■ Records from a collection
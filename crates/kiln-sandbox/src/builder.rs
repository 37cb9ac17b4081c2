//! Sandbox specification builder.
//!
//! Turns a job plus its resolved template into a complete sandbox spec.
//! Building is a pure transform; nothing here touches the cluster.

use kiln_core::config::EngineConfig;
use kiln_core::job::Job;
use kiln_core::sandbox::{
    ConfigObject, ConfigObjectKind, EnvSource, JOB_ID_LABEL, MANAGED_BY_LABEL, PRIMARY_UNIT,
    ResourceRequirements, SandboxSpec, SecurityProfile, UnitSpec, VolumeMount, VolumeSource,
    VolumeSpec,
};
use kiln_platform::ResolvedTemplate;
use std::collections::BTreeMap;

pub const WORKSPACE_DIR: &str = "/kiln/workspace";
pub const TEMP_DIR: &str = "/kiln/temp";

/// Entry point that keeps the primary unit alive until commands arrive.
pub const IDLE_SCRIPT: &str = "trap 'exit 0' TERM; while :; do sleep 3600 & wait; done";

pub const JOB_NAME_ANNOTATION: &str = "kiln.dev/job-name";
pub const TEMPLATE_ANNOTATION: &str = "kiln.dev/template";

const SERVICE_UNIT_PREFIX: &str = "svc-";
const MAX_NAME_LEN: usize = 63;

/// Builds sandbox specs from engine-wide settings.
#[derive(Debug, Clone)]
pub struct SandboxBuilder {
    namespace: String,
    identity: String,
    service_account: Option<String>,
    default_resources: ResourceRequirements,
    default_deadline_seconds: u64,
    readiness_seconds: u64,
    termination_grace_seconds: u64,
}

impl SandboxBuilder {
    pub fn new(config: &EngineConfig) -> Self {
        Self {
            namespace: config.namespace.clone(),
            identity: config.identity.name.clone(),
            service_account: config.identity.service_account.clone(),
            default_resources: config.default_resources.clone(),
            default_deadline_seconds: config.sandbox_deadline_minutes * 60,
            readiness_seconds: config.readiness.timeout_seconds,
            termination_grace_seconds: config.cleanup.force_removal_delay_seconds,
        }
    }

    pub fn build(&self, job: &Job, template: &ResolvedTemplate) -> SandboxSpec {
        let name = sandbox_name(job);
        let labels = BTreeMap::from([
            (MANAGED_BY_LABEL.to_string(), self.identity.clone()),
            (JOB_ID_LABEL.to_string(), job_label_value(job)),
        ]);
        let annotations = BTreeMap::from([
            (JOB_NAME_ANNOTATION.to_string(), job.name.clone()),
            (TEMPLATE_ANNOTATION.to_string(), template.name.clone()),
        ]);

        let mut config_objects = vec![ConfigObject {
            name: env_object_name(&name),
            kind: ConfigObjectKind::ConfigMap,
            labels: labels.clone(),
            data: self.job_env(job),
        }];
        let mut env_from = vec![EnvSource::ConfigMap(env_object_name(&name))];
        if !job.secrets.is_empty() {
            config_objects.push(ConfigObject {
                name: secret_object_name(&name),
                kind: ConfigObjectKind::Secret,
                labels: labels.clone(),
                data: job.secrets.clone(),
            });
            env_from.push(EnvSource::Secret(secret_object_name(&name)));
        }

        let mut volumes = vec![
            VolumeSpec {
                name: "workspace".to_string(),
                source: VolumeSource::Scratch { size_limit: None },
            },
            VolumeSpec {
                name: "temp".to_string(),
                source: VolumeSource::Scratch { size_limit: None },
            },
        ];
        let mut mounts = vec![
            VolumeMount {
                volume: "workspace".to_string(),
                mount_path: WORKSPACE_DIR.to_string(),
                read_only: false,
            },
            VolumeMount {
                volume: "temp".to_string(),
                mount_path: TEMP_DIR.to_string(),
                read_only: false,
            },
        ];
        if let Some(cache) = &job.cache {
            volumes.push(VolumeSpec {
                name: "cache".to_string(),
                source: VolumeSource::PersistentClaim {
                    claim_name: cache.claim_name.clone(),
                },
            });
            mounts.push(VolumeMount {
                volume: "cache".to_string(),
                mount_path: cache.mount_path.clone(),
                read_only: false,
            });
        }

        let mut resources = self.default_resources.clone();
        resources.merge(&template.resources);

        let primary = UnitSpec {
            name: PRIMARY_UNIT.to_string(),
            image: template.image.clone(),
            command: Some(vec![
                "sh".to_string(),
                "-c".to_string(),
                IDLE_SCRIPT.to_string(),
            ]),
            working_dir: Some(WORKSPACE_DIR.to_string()),
            env: service_discovery_env(job),
            env_from,
            ports: Vec::new(),
            mounts,
            resources,
            security: template.security.clone(),
        };

        let services = job
            .services
            .iter()
            .map(|service| UnitSpec {
                name: service_unit_name(&service.name),
                image: service.image.clone(),
                command: service.command.clone(),
                working_dir: None,
                env: service.env.clone(),
                env_from: Vec::new(),
                ports: service.ports.clone(),
                mounts: Vec::new(),
                resources: ResourceRequirements::default(),
                security: SecurityProfile::default(),
            })
            .collect();

        let deadline = match job.timeout_minutes {
            Some(minutes) => u64::from(minutes) * 60 + self.readiness_seconds,
            None => self.default_deadline_seconds,
        };

        SandboxSpec {
            name,
            namespace: self.namespace.clone(),
            labels,
            annotations,
            primary,
            services,
            volumes,
            config_objects,
            node_selector: template.node_selector.clone(),
            tolerations: template.tolerations.clone(),
            affinity: template.affinity.clone(),
            service_account: self.service_account.clone(),
            active_deadline_seconds: Some(deadline),
            termination_grace_seconds: self.termination_grace_seconds,
        }
    }

    fn job_env(&self, job: &Job) -> BTreeMap<String, String> {
        let mut env = BTreeMap::from([
            ("CI".to_string(), "true".to_string()),
            ("KILN_JOB_ID".to_string(), job.id.to_string()),
            ("KILN_JOB_NAME".to_string(), job.name.clone()),
        ]);
        env.extend(job.env.clone());
        env
    }
}

/// DNS-1123 sandbox name: `kiln-<job-name-slug>-<short-id>`.
pub fn sandbox_name(job: &Job) -> String {
    let suffix = job.id.short();
    let budget = MAX_NAME_LEN - "kiln-".len() - 1 - suffix.len();

    let mut slug = String::with_capacity(job.name.len());
    for c in job.name.chars() {
        let c = c.to_ascii_lowercase();
        if c.is_ascii_alphanumeric() {
            slug.push(c);
        } else if !slug.ends_with('-') {
            slug.push('-');
        }
    }
    let slug: String = slug.trim_matches('-').chars().take(budget).collect();
    let slug = slug.trim_end_matches('-');
    let slug = if slug.is_empty() { "job" } else { slug };

    format!("kiln-{}-{}", slug, suffix)
}

/// Label values are limited to 63 characters; the job id fits after its
/// prefix is dropped.
pub fn job_label_value(job: &Job) -> String {
    job.id.as_uuid().simple().to_string()
}

pub fn env_object_name(sandbox: &str) -> String {
    format!("{}-env", sandbox)
}

pub fn secret_object_name(sandbox: &str) -> String {
    format!("{}-secrets", sandbox)
}

pub fn service_unit_name(service: &str) -> String {
    format!("{}{}", SERVICE_UNIT_PREFIX, service)
}

/// `KILN_SERVICE_<NAME>_HOST` and `..._PORT_<port>` for every service.
/// Units share one network identity, so every service is on localhost.
pub fn service_discovery_env(job: &Job) -> BTreeMap<String, String> {
    let mut env = BTreeMap::new();
    for service in &job.services {
        let prefix = format!(
            "KILN_SERVICE_{}",
            service.name.to_ascii_uppercase().replace('-', "_")
        );
        env.insert(format!("{}_HOST", prefix), "localhost".to_string());
        if let Some(first) = service.ports.first() {
            env.insert(format!("{}_PORT", prefix), first.to_string());
        }
        for port in &service.ports {
            env.insert(format!("{}_PORT_{}", prefix, port), port.to_string());
        }
    }
    env
}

■ Assignment
Look at the records above. Copy every line where the string "SecurityProfile" occurs.

■ Final answer
    ResourceRequirements, SandboxSpec, SecurityProfile, UnitSpec, VolumeMount, VolumeSource,
                security: SecurityProfile::default(),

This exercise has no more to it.